### EXERCISE DESCRIPTION
Extract all lines that hold "Copy" from the records below.

======== MATERIAL SUPPLIED

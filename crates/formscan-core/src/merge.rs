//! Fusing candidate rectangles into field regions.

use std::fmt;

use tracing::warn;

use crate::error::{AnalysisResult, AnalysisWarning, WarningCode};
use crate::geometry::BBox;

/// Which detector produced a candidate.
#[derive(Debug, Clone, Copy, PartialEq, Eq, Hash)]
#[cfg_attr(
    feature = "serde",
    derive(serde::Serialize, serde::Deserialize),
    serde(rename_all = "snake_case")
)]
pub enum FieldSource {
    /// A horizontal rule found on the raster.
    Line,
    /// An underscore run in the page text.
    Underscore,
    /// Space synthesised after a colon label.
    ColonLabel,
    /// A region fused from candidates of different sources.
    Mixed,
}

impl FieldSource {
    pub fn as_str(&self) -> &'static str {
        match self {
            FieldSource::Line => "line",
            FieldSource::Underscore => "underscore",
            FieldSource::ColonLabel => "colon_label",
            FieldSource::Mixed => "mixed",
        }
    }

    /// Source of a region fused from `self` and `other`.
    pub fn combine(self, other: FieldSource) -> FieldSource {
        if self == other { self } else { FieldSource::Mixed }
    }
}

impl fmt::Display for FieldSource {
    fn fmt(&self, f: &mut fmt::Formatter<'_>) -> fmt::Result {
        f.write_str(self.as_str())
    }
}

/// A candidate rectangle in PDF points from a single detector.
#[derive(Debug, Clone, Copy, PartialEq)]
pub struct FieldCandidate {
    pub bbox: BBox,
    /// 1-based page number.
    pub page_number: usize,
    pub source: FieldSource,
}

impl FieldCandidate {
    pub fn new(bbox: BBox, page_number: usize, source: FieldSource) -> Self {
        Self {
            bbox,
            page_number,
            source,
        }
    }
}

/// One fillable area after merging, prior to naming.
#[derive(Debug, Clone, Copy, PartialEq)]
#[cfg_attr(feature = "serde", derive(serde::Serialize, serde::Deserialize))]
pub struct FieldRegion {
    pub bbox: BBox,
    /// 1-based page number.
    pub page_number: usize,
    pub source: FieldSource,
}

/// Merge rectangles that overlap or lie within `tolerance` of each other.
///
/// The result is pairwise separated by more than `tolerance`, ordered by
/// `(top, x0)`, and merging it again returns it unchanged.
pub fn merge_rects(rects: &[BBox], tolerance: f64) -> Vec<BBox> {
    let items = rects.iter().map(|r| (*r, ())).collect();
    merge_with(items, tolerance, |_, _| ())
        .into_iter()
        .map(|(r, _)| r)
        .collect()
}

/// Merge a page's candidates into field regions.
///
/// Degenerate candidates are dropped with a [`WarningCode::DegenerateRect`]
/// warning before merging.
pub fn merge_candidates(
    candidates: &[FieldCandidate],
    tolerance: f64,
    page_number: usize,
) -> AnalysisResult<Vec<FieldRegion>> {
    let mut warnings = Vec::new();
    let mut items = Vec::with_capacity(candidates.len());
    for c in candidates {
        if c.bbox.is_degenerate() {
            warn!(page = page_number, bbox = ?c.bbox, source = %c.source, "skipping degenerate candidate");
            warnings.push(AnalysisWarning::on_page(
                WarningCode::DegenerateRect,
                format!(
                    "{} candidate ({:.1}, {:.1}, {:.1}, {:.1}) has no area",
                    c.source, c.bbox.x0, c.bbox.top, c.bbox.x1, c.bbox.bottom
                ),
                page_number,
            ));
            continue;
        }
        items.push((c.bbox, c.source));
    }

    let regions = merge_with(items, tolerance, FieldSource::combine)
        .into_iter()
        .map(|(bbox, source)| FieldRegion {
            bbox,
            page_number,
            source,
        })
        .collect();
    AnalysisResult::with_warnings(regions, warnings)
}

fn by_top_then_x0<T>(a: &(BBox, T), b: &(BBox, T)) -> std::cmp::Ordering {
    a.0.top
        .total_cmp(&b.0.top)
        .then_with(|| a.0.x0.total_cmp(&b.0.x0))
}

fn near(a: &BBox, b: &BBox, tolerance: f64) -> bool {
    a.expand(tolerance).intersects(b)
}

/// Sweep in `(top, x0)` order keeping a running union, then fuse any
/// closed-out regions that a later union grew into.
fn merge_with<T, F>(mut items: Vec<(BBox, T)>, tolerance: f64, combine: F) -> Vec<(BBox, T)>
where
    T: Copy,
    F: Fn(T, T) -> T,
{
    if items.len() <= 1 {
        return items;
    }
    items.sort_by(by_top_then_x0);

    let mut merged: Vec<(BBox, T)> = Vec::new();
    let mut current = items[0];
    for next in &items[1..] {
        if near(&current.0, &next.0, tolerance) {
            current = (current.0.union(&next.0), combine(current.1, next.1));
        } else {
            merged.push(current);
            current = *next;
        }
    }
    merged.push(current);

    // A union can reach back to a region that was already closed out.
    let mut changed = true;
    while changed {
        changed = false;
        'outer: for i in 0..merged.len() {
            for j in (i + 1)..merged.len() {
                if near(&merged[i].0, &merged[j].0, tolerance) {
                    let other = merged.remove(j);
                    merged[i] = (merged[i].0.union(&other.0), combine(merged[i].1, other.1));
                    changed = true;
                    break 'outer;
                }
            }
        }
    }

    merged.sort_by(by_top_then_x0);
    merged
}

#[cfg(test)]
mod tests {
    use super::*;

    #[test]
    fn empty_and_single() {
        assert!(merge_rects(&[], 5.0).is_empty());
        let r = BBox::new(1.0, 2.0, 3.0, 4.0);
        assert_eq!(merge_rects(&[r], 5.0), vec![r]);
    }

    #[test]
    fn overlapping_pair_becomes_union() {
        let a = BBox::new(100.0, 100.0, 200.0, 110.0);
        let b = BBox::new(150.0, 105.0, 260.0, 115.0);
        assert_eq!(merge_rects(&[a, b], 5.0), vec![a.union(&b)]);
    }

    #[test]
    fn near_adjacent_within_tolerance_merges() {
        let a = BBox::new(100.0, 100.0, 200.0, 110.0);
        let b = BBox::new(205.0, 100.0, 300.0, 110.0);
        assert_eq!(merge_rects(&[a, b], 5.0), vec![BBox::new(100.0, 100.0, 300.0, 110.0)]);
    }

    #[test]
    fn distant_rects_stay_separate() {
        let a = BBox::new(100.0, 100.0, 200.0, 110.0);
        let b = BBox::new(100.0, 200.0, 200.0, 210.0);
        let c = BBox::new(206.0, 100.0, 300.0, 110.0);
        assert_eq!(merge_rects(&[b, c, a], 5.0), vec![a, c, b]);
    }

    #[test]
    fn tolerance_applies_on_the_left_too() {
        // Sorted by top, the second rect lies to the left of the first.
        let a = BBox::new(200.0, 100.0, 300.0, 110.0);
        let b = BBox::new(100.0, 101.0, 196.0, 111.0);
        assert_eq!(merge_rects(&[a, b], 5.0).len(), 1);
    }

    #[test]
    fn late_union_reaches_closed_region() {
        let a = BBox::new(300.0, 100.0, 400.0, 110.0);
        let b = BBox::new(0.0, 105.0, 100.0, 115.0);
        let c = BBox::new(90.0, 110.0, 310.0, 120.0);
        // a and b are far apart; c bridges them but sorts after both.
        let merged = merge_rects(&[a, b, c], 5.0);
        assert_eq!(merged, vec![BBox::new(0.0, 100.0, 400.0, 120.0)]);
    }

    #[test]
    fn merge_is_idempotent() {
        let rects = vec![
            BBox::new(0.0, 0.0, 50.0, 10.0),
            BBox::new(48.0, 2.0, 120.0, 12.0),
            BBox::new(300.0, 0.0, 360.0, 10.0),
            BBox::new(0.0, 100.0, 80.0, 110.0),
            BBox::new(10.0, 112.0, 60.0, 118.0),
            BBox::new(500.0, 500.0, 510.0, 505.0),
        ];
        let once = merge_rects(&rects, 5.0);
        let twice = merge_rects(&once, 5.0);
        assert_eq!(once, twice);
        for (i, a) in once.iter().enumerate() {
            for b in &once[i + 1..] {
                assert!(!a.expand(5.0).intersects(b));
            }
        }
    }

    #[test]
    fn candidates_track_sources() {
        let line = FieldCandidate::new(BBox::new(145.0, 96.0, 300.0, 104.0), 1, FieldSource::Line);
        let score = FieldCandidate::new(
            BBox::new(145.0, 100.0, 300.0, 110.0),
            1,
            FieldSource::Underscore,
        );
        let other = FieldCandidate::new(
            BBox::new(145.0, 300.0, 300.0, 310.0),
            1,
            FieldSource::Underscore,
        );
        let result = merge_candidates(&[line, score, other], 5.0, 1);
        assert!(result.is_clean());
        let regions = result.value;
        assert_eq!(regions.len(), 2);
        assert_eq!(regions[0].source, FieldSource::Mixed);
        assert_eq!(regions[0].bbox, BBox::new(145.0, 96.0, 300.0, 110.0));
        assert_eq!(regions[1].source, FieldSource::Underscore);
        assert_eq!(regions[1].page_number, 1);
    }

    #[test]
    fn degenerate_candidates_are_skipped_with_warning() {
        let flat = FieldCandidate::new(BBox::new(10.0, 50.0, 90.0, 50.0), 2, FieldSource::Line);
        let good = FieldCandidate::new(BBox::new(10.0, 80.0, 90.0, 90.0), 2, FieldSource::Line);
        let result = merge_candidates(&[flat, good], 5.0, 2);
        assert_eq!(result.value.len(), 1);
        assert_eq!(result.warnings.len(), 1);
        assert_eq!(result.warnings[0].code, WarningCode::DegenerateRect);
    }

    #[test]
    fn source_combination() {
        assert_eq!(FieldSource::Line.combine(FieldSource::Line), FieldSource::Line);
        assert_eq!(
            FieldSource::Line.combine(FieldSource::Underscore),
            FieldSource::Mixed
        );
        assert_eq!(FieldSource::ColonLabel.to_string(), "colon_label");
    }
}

================

### TASK OUTPUT
#[derive(Debug, Clone, Copy, PartialEq, Eq, Hash)]
#[derive(Debug, Clone, Copy, PartialEq)]
#[derive(Debug, Clone, Copy, PartialEq)]
    T: Copy,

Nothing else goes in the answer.